Is there a relatively quick and relatively accurate way of computing $F(10000)$, the $10000$th Fibonacci number, without the use of a computer?
I considered the general solution to their recurrence, but computing $\phi^n$ where $\phi$ satisfies $\phi = 1 + \phi^{-1}, \space \phi > 1$ doesn't seem helpful as its difficult to say when its ok to start forgetting about the terms proportional to $\phi^{-k}$ for some positive integer $k$.
The only thing that seemed slightly handy is the fact that $\frac{F(n+1)}{F(n)} \to \phi$, so, hoping $n=10000$ is large enough for a decent approximation, we can say $F(10000) \approx \phi F(9999) \approx \phi^2 F(9998) \approx \dots$, but again its difficult to say when this approximation becomes very inaccurate and will inevitably have us need to calculate some decently large Fibonacci by hand at some point, e.g. $F(100)$.
It's a big number, so you're going to have to do a lot of computation regardless.

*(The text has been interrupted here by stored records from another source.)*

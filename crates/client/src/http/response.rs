//! Response classification
//!
//! Turns a raw HTTP result into a [`ResponseEnvelope`] carrying either a
//! parsed body or one [`AuthError`] kind. Two error body shapes are accepted:
//!
//! ```text
//! nested: {"error": {"error": "..", "code": 400, "type": "..", "description": {..} | ".."}}
//! flat:   {"error": "..", "error_code": 400, "type": "..", "error_description": ".."}
//! ```

use std::collections::BTreeMap;

use serde_json::{Map, Value};

use super::transport::RawResponse;
use crate::error::{AuthError, AuthResult, ErrorDetails, PRIMARY_DESCRIPTION, UNKNOWN_CODE};

const MISSING_DESCRIPTION: &str = "Missing error description";
const MISSING_DESCRIPTION_DETAILS: &str = "Missing description details";

const API_EXCEPTION: &str = "ApiException";
const OAUTH_EXCEPTION: &str = "OAuthException";

/// Well-known `error` values reported by the provider.
pub mod codes {
    pub const INVALID_TOKEN: &str = "invalid_token";
    pub const EXPIRED_TOKEN: &str = "expired_token";
    pub const UNKNOWN_USER: &str = "unknown_user";
    pub const UNVERIFIED_USER: &str = "unverified_user";
    pub const INVALID_GRANT: &str = "invalid_grant";
    pub const INVALID_CLIENT: &str = "invalid_client";
    pub const INVALID_REQUEST: &str = "invalid_request";
}

/// Whether `status` counts as success: `[200, 400)`.
#[must_use]
pub const fn is_successful(status: u16) -> bool {
    status >= 200 && status < 400
}

/// Classified HTTP response.
#[derive(Debug, Clone)]
pub struct ResponseEnvelope {
    pub status_code: u16,
    pub headers: BTreeMap<String, String>,
    pub body: String,
    /// Parsed body; an empty object when the body was empty or unparseable
    pub json: Value,
    pub error: Option<AuthError>,
}

impl ResponseEnvelope {
    /// Classify a raw response.
    #[must_use]
    pub fn from_raw(raw: RawResponse) -> Self {
        let RawResponse { status, headers, body } = raw;

        let (json, mut error) = if body.trim().is_empty() {
            (empty_object(), None)
        } else {
            match serde_json::from_str::<Value>(&body) {
                Ok(Value::Object(map)) => {
                    let error = signals_error(&map).then(|| classify_body(&map));
                    (Value::Object(map), error)
                }
                Ok(_) | Err(_) => (
                    empty_object(),
                    Some(AuthError::InvalidResponse { body: body.clone() }),
                ),
            }
        };

        if !is_successful(status) {
            let map = json.as_object().cloned().unwrap_or_default();
            error = Some(classify_body(&map));
        }

        Self { status_code: status, headers: headers.into_iter().collect(), body, json, error }
    }

    #[must_use]
    pub fn is_successful(&self) -> bool {
        is_successful(self.status_code)
    }

    /// Split into the parsed body or the classified error.
    ///
    /// # Errors
    /// Returns the classified error when one was produced.
    pub fn into_result(self) -> AuthResult<Value> {
        match self.error {
            Some(err) => Err(err),
            None => Ok(self.json),
        }
    }
}

fn empty_object() -> Value {
    Value::Object(Map::new())
}

/// An `error` field that is absent, JSON null or the literal `"null"` means
/// no error.
fn signals_error(body: &Map<String, Value>) -> bool {
    match body.get("error") {
        None | Some(Value::Null) => false,
        Some(Value::String(s)) => s != "null",
        Some(_) => true,
    }
}

/// Map a parsed body onto an [`AuthError`] kind.
///
/// Precedence: `ApiException` type, then token rejection, then unknown user,
/// then the `OAuthException` family, then a generic protocol error.
#[must_use]
pub fn classify_body(body: &Map<String, Value>) -> AuthError {
    let mut descriptions = BTreeMap::new();

    let (mut error, code, error_type) = match body.get("error") {
        Some(Value::Object(nested)) => {
            match nested.get("description") {
                Some(Value::Object(fields)) => {
                    for (key, value) in fields {
                        let text = opt_string(Some(value));
                        let text = if text.is_empty() {
                            MISSING_DESCRIPTION_DETAILS.to_string()
                        } else {
                            text
                        };
                        descriptions.insert(key.clone(), text);
                    }
                }
                other => {
                    descriptions.insert(
                        PRIMARY_DESCRIPTION.to_string(),
                        opt_string_or(other, MISSING_DESCRIPTION),
                    );
                }
            }
            (
                opt_string(nested.get("error")),
                opt_string(nested.get("code")),
                opt_string(nested.get("type")),
            )
        }
        flat => {
            descriptions.insert(
                PRIMARY_DESCRIPTION.to_string(),
                opt_string_or(body.get("error_description"), MISSING_DESCRIPTION),
            );
            (opt_string(flat), opt_string(body.get("error_code")), opt_string(body.get("type")))
        }
    };

    if error.is_empty() && !error_type.is_empty() {
        error.clone_from(&error_type);
    }
    if descriptions.is_empty() {
        descriptions.insert(PRIMARY_DESCRIPTION.to_string(), error_type.clone());
    }

    let details = ErrorDetails {
        error,
        error_code: code.trim().parse().unwrap_or(UNKNOWN_CODE),
        error_type: (!error_type.is_empty()).then(|| error_type.clone()),
        descriptions,
    };

    if error_type == API_EXCEPTION {
        return AuthError::Api(details);
    }
    match details.error.as_str() {
        codes::INVALID_TOKEN => AuthError::InvalidToken(details),
        codes::EXPIRED_TOKEN => AuthError::ExpiredToken(details),
        codes::UNKNOWN_USER => AuthError::UnknownUser(details),
        codes::UNVERIFIED_USER if error_type == OAUTH_EXCEPTION => {
            AuthError::UnverifiedUser(details)
        }
        _ if error_type == OAUTH_EXCEPTION => AuthError::OAuth(details),
        _ => AuthError::Protocol(details),
    }
}

/// Lenient scalar-to-text conversion; absent and null become empty.
fn opt_string(value: Option<&Value>) -> String {
    match value {
        None | Some(Value::Null) => String::new(),
        Some(Value::String(s)) => s.clone(),
        Some(other) => other.to_string(),
    }
}

fn opt_string_or(value: Option<&Value>, fallback: &str) -> String {
    match value {
        None | Some(Value::Null) => fallback.to_string(),
        some => opt_string(some),
    }
}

Binet's formula states $$F_n=\frac{1}{\sqrt{5}}\left(\frac{1+\sqrt{5}}{2}\right)^n-\frac{1}{\sqrt{5}}\left(\frac{1-\sqrt{5}}{2}\right)^n$$ Note that $\left|\frac{1-\sqrt{5}}{2}\right|<1$, so we can say that $F_n\approx\frac{1}{\sqrt{5}}\left(\frac{1+\sqrt{5}}{2}\right)^n$ and then round the RHS to the nearest integer. You could compute the RHS by repeated squaring to get various powers of $\phi^{2^n}$ and then multiplying, but this is arithmetic with an irrational number which is tough. You would need to predict how many decimal digits to keep along the way so that you don't mess up. The good thing is powers of $\phi$ approach integers (in particular, the lucas numbers) fairly quickly for the same reason so eventually you could probably switch to an integer and be fine to some degree.
An alternative method, and this is probably what a computer algorithm might use is the fact that $$\begin{pmatrix}F_{n+1}&F_n\\F_n&F_{n-1}\end{pmatrix}=\begin{pmatrix}1&1\\1&0\end{pmatrix}^n$$ If $A=\begin{pmatrix}1&1\\1&0\end{pmatrix}$, then we can compute $A^{10000}$ by computing $A,A^2,A^4,\ldots,A^{2^{13}}$ and then make use of the binary expansion of $10000$.